[Stored items]
Content starts
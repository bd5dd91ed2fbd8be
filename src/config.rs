//! Process configuration
//!
//! Every flag can also be set through the environment, which is how the
//! controller is usually configured inside the driver daemonset.

use std::path::PathBuf;
use std::time::Duration;

use clap::Parser;
use kube::config::{KubeConfigOptions, Kubeconfig};
use kube::Client;
use tracing::info;

use crate::controllers::ControllerSettings;
use crate::error::{Error, Result};
use crate::queue::RetryPolicy;

/// Default directory holding the provider sockets
pub const DEFAULT_PROVIDER_VOLUME: &str = "/var/run/secrets-store-csi-providers";

/// Rotation controller configuration
#[derive(Debug, Clone, Parser)]
#[command(
    name = "secrets-rotation-controller",
    version,
    about = "Rotates CSI-mounted secret content and synced Kubernetes secrets"
)]
pub struct Config {
    /// Seconds between two rotation passes
    #[arg(long, env = "ROTATION_POLL_INTERVAL", default_value_t = 120, value_name = "SECONDS")]
    pub rotation_poll_interval: u64,

    /// Directory containing the provider unix sockets
    #[arg(long, env = "PROVIDER_VOLUME", default_value = DEFAULT_PROVIDER_VOLUME)]
    pub provider_volume: PathBuf,

    /// Node whose pod statuses are rotated
    #[arg(long, env = "NODE_NAME")]
    pub node_name: String,

    /// Kubeconfig to use instead of the in-cluster configuration
    #[arg(long, env = "KUBECONFIG")]
    pub kubeconfig: Option<PathBuf>,

    /// Number of concurrent rotation workers
    #[arg(long, env = "ROTATION_WORKERS", default_value_t = 1)]
    pub workers: usize,

    /// Rate-limited retries for pod statuses missing from the cache
    #[arg(long, env = "ROTATION_MAX_REQUEUES", default_value_t = 5)]
    pub max_requeues: u32,

    /// Seconds before a failed rotation is retried
    #[arg(long, env = "ROTATION_REQUEUE_DELAY", default_value_t = 10, value_name = "SECONDS")]
    pub requeue_delay: u64,

    /// Seconds before a provider mount request times out
    #[arg(long, env = "PROVIDER_TIMEOUT", default_value_t = 30, value_name = "SECONDS")]
    pub provider_timeout: u64,

    /// Port of the metrics and health endpoints
    #[arg(long, env = "METRICS_PORT", default_value_t = 8080)]
    pub metrics_port: u16,
}

impl Config {
    /// Reject values the controller cannot run with
    pub fn validate(&self) -> Result<()> {
        if self.node_name.trim().is_empty() {
            return Err(Error::config("node name must not be empty"));
        }
        if self.rotation_poll_interval == 0 {
            return Err(Error::config("rotation poll interval must be greater than zero"));
        }
        if self.workers == 0 {
            return Err(Error::config("at least one worker is required"));
        }
        if self.requeue_delay == 0 {
            return Err(Error::config("requeue delay must be greater than zero"));
        }
        if self.provider_timeout == 0 {
            return Err(Error::config("provider timeout must be greater than zero"));
        }
        Ok(())
    }

    pub fn poll_interval(&self) -> Duration {
        Duration::from_secs(self.rotation_poll_interval)
    }

    pub fn provider_timeout(&self) -> Duration {
        Duration::from_secs(self.provider_timeout)
    }

    /// Scheduling settings for the rotation controller
    pub fn controller_settings(&self) -> ControllerSettings {
        ControllerSettings {
            poll_interval: self.poll_interval(),
            workers: self.workers,
            retry: RetryPolicy {
                max_requeues: self.max_requeues,
                requeue_delay: Duration::from_secs(self.requeue_delay),
            },
        }
    }

    /// Build a Kubernetes client from the kubeconfig flag or the in-cluster environment
    pub async fn build_client(&self) -> Result<Client> {
        let config = match &self.kubeconfig {
            Some(path) => {
                info!(kubeconfig = %path.display(), "Using explicit kubeconfig");
                let kubeconfig = Kubeconfig::read_from(path)
                    .map_err(|e| Error::config(format!("failed to read kubeconfig: {}", e)))?;
                kube::Config::from_custom_kubeconfig(kubeconfig, &KubeConfigOptions::default())
                    .await
                    .map_err(|e| Error::config(format!("failed to load kubeconfig: {}", e)))?
            }
            None => kube::Config::incluster()
                .map_err(|e| Error::config(format!("failed to load in-cluster config: {}", e)))?,
        };
        Ok(Client::try_from(config)?)
    }
}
Content ends
▸ **What you need to do**
This exercise requires all the entries to be written out again exactly.

▸ **Response to this task**
repository bd5dd91ed2fbd8be
filename src/config.rs
//! Process configuration
//!
//! Every flag can also be set through the environment, which is how the
//! controller is usually configured inside the driver daemonset.

use std::path::PathBuf;
use std::time::Duration;

use clap::Parser;
use kube::config::{KubeConfigOptions, Kubeconfig};
use kube::Client;
use tracing::info;

use crate::controllers::ControllerSettings;
use crate::error::{Error, Result};
use crate::queue::RetryPolicy;

/// Default directory holding the provider sockets
pub const DEFAULT_PROVIDER_VOLUME: &str = "/var/run/secrets-store-csi-providers";

/// Rotation controller configuration
#[derive(Debug, Clone, Parser)]
#[command(
    name = "secrets-rotation-controller",
    version,
    about = "Rotates CSI-mounted secret content and synced Kubernetes secrets"
)]
pub struct Config {
    /// Seconds between two rotation passes
    #[arg(long, env = "ROTATION_POLL_INTERVAL", default_value_t = 120, value_name = "SECONDS")]
    pub rotation_poll_interval: u64,

    /// Directory containing the provider unix sockets
    #[arg(long, env = "PROVIDER_VOLUME", default_value = DEFAULT_PROVIDER_VOLUME)]
    pub provider_volume: PathBuf,

    /// Node whose pod statuses are rotated
    #[arg(long, env = "NODE_NAME")]
    pub node_name: String,

    /// Kubeconfig to use instead of the in-cluster configuration
    #[arg(long, env = "KUBECONFIG")]
    pub kubeconfig: Option<PathBuf>,

    /// Number of concurrent rotation workers
    #[arg(long, env = "ROTATION_WORKERS", default_value_t = 1)]
    pub workers: usize,

    /// Rate-limited retries for pod statuses missing from the cache
    #[arg(long, env = "ROTATION_MAX_REQUEUES", default_value_t = 5)]
    pub max_requeues: u32,

    /// Seconds before a failed rotation is retried
    #[arg(long, env = "ROTATION_REQUEUE_DELAY", default_value_t = 10, value_name = "SECONDS")]
    pub requeue_delay: u64,

    /// Seconds before a provider mount request times out
    #[arg(long, env = "PROVIDER_TIMEOUT", default_value_t = 30, value_name = "SECONDS")]
    pub provider_timeout: u64,

    /// Port of the metrics and health endpoints
    #[arg(long, env = "METRICS_PORT", default_value_t = 8080)]
    pub metrics_port: u16,
}

impl Config {
    /// Reject values the controller cannot run with
    pub fn validate(&self) -> Result<()> {
        if self.node_name.trim().is_empty() {
            return Err(Error::config("node name must not be empty"));
        }
        if self.rotation_poll_interval == 0 {
            return Err(Error::config("rotation poll interval must be greater than zero"));
        }
        if self.workers == 0 {
            return Err(Error::config("at least one worker is required"));
        }
        if self.requeue_delay == 0 {
            return Err(Error::config("requeue delay must be greater than zero"));
        }
        if self.provider_timeout == 0 {
            return Err(Error::config("provider timeout must be greater than zero"));
        }
        Ok(())
    }

    pub fn poll_interval(&self) -> Duration {
        Duration::from_secs(self.rotation_poll_interval)
    }

    pub fn provider_timeout(&self) -> Duration {
        Duration::from_secs(self.provider_timeout)
    }

    /// Scheduling settings for the rotation controller
    pub fn controller_settings(&self) -> ControllerSettings {
        ControllerSettings {
            poll_interval: self.poll_interval(),
            workers: self.workers,
            retry: RetryPolicy {
                max_requeues: self.max_requeues,
                requeue_delay: Duration::from_secs(self.requeue_delay),
            },
        }
    }

    /// Build a Kubernetes client from the kubeconfig flag or the in-cluster environment
    pub async fn build_client(&self) -> Result<Client> {
        let config = match &self.kubeconfig {
            Some(path) => {
                info!(kubeconfig = %path.display(), "Using explicit kubeconfig");
                let kubeconfig = Kubeconfig::read_from(path)
                    .map_err(|e| Error::config(format!("failed to read kubeconfig: {}", e)))?;
                kube::Config::from_custom_kubeconfig(kubeconfig, &KubeConfigOptions::default())
                    .await
                    .map_err(|e| Error::config(format!("failed to load kubeconfig: {}", e)))?
            }
            None => kube::Config::incluster()
                .map_err(|e| Error::config(format!("failed to load in-cluster config: {}", e)))?,
        };
        Ok(Client::try_from(config)?)
    }
}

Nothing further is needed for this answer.